Radical Viewpoint Analysis • Take different viewpoints on the same problem, i.e. different cost functions • cost1(y)=5 costNeg(y)+1 costHist(y) • cost2(y)=3 costNeg(y)+3 costHist(y) • cost3(y)=1 costNeg(y)+5 costHist(y) • The cost surface is now different in each case but we still have • cost=0 => problem solved. • Now use these to converge on candidate solutions • For suitable chosen functions results typically have between 75-92% correct values. • Now consider those values on which they agree. By taking a large number of different cost functions you can reduce the number of values on which they agree wrongly almost to 0. The rest on which they agree are correct.
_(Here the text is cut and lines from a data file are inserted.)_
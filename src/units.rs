// src/units.rs
use std::fmt;
use std::str::FromStr;
use strum::IntoEnumIterator;
use strum_macros::EnumIter;
use thiserror::Error;

/// Measurement unit of an exercise. Fixed the first time an exercise name is stored.
#[derive(Debug, PartialEq, Eq, Clone, Copy, Hash, EnumIter)]
pub enum Unit {
    Lbs,
    Kg,
    Minutes,
    Reps,
    Miles,
    Km,
    Seconds,
    Hours,
}

/// What the primary value of a set measures. Drives prompt phrasing.
#[derive(Debug, PartialEq, Eq, Clone, Copy)]
pub enum UnitKind {
    Weight,
    Distance,
    Duration,
    Reps,
}

/// Shape of one set: a single number, or a weight plus a repetition count.
#[derive(Debug, PartialEq, Eq, Clone, Copy)]
pub enum UnitCategory {
    SingleValue,
    WeightAndReps,
}

#[derive(Error, Debug, PartialEq, Eq)]
#[error("Unknown unit '{0}'")]
pub struct UnknownUnit(pub String);

impl Unit {
    /// Unit stored when an exercise row carries no unit.
    pub const STORE_DEFAULT: Unit = Unit::Lbs;

    pub const fn kind(self) -> UnitKind {
        match self {
            Unit::Lbs | Unit::Kg => UnitKind::Weight,
            Unit::Miles | Unit::Km => UnitKind::Distance,
            Unit::Minutes | Unit::Seconds | Unit::Hours => UnitKind::Duration,
            Unit::Reps => UnitKind::Reps,
        }
    }

    pub const fn category(self) -> UnitCategory {
        self.kind().category()
    }

    pub const fn as_str(self) -> &'static str {
        match self {
            Unit::Lbs => "lbs",
            Unit::Kg => "kg",
            Unit::Minutes => "minutes",
            Unit::Reps => "reps",
            Unit::Miles => "miles",
            Unit::Km => "km",
            Unit::Seconds => "seconds",
            Unit::Hours => "hours",
        }
    }

    /// Every unit name, in prompt order.
    pub fn names() -> Vec<String> {
        Unit::iter().map(|u| u.as_str().to_string()).collect()
    }

    /// Prompt for set number `ordinal` of an exercise measured in this unit.
    pub fn set_prompt(self, ordinal: usize) -> String {
        match self.kind() {
            UnitKind::Weight => format!(
                "Set {ordinal} - weight ({}) and reps, e.g. \"135 5\" (empty to finish): ",
                self
            ),
            UnitKind::Distance => format!("Set {ordinal} - distance in {self} (empty to finish): "),
            UnitKind::Duration => format!("Set {ordinal} - duration in {self} (empty to finish): "),
            UnitKind::Reps => format!("Set {ordinal} - number of reps (empty to finish): "),
        }
    }

    /// One-line diagnostic printed when a set line does not parse.
    pub const fn format_error(self) -> &'static str {
        match self.kind() {
            UnitKind::Weight => "  Invalid format. Use: Weight Reps (e.g. 135 5)",
            UnitKind::Distance => "  Invalid distance. Enter a single number.",
            UnitKind::Duration => "  Invalid duration. Enter a single number.",
            UnitKind::Reps => "  Invalid rep count. Enter a single number.",
        }
    }

    /// Renders one set, e.g. `135 lbs x 5` or `20 reps`.
    pub fn format_set(self, value: f64, reps: i64) -> String {
        match self.category() {
            UnitCategory::WeightAndReps => format!("{} {} x {}", format_value(value), self, reps),
            UnitCategory::SingleValue => format!("{} {}", format_value(value), self),
        }
    }
}

impl UnitKind {
    pub const fn category(self) -> UnitCategory {
        match self {
            UnitKind::Weight => UnitCategory::WeightAndReps,
            UnitKind::Distance | UnitKind::Duration | UnitKind::Reps => UnitCategory::SingleValue,
        }
    }
}

impl fmt::Display for Unit {
    fn fmt(&self, f: &mut fmt::Formatter<'_>) -> fmt::Result {
        f.write_str(self.as_str())
    }
}

impl FromStr for Unit {
    type Err = UnknownUnit;

    fn from_str(s: &str) -> Result<Self, Self::Err> {
        let wanted = s.trim();
        Unit::iter()
            .find(|u| u.as_str().eq_ignore_ascii_case(wanted))
            .ok_or_else(|| UnknownUnit(wanted.to_string()))
    }
}

/// Formats a set value without a trailing `.0` for whole numbers.
pub fn format_value(value: f64) -> String {
    if value.fract() == 0.0 && value.abs() < 1e15 {
        format!("{value:.0}")
    } else {
        format!("{value}")
    }
}
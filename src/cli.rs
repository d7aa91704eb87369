// src/cli.rs
use clap::{CommandFactory, Parser, Subcommand};
use clap_complete::Shell;

#[derive(Parser, Debug)]
#[command(author, version, about = "An interactive CLI tool to log workouts", long_about = None)]
#[command(propagate_version = true)]
pub struct Cli {
    /// Runs the interactive menu when omitted
    #[command(subcommand)]
    pub command: Option<Commands>,
}

#[derive(Subcommand, Debug)]
pub enum Commands {
    /// Log a workout interactively
    Log,
    /// Workout analysis (not available yet)
    Analysis,
    /// List recent workouts
    History {
        /// Show only the last N workouts
        #[arg(short, long, default_value_t = 10)]
        limit: u32,
    },
    /// Show one workout with all of its sets
    Show {
        /// ID of the workout
        id: i64,
    },
    /// List every exercise logged so far with its unit
    ListExercises,
    /// Show the path to the database file
    DbPath,
    /// Show the path to the config file
    ConfigPath,
    /// Generate a shell completion script
    GenerateCompletion {
        #[arg(value_enum)]
        shell: Shell,
    },
}

// Function to parse CLI arguments
pub fn parse_args() -> Cli {
    Cli::parse()
}

pub fn build_cli_command() -> clap::Command {
    Cli::command()
}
Evolving Protocols • Recent IEEE S&P Oakland paper using genetic algorithms to evolve abstract protocols (with proofs!). • Fitness function is based on number of stated goals met at each message. • Random bits strings can be decoded as protocols expressed in BAN-logic formalism and executed. • When a receiver gets a message he uses BAN inference rules to update his belief state according to what he knows already and what is in the message. • this is a form of abstract execution
Future Work • Genetic Quantum Programming • Applications of quantum search seem to be based on known algorithms, e.g. Grover’s search. • We are currently investigating the evolution of quantum programs (essentially sequences of unitary transformations/matrices) to solve particular problems/evolve new algorithms. • Applications to the evolution of new quantum cryptanalysis techniques? • Integrating quantum search and traditional optimisation: • At its simplest let QS find a good starting point and then use traditional techniques to hill climb. Others possible. • Statistical profiling of traditional optimisation techniques – potentially a very rich seam to mine (both in analysis and design).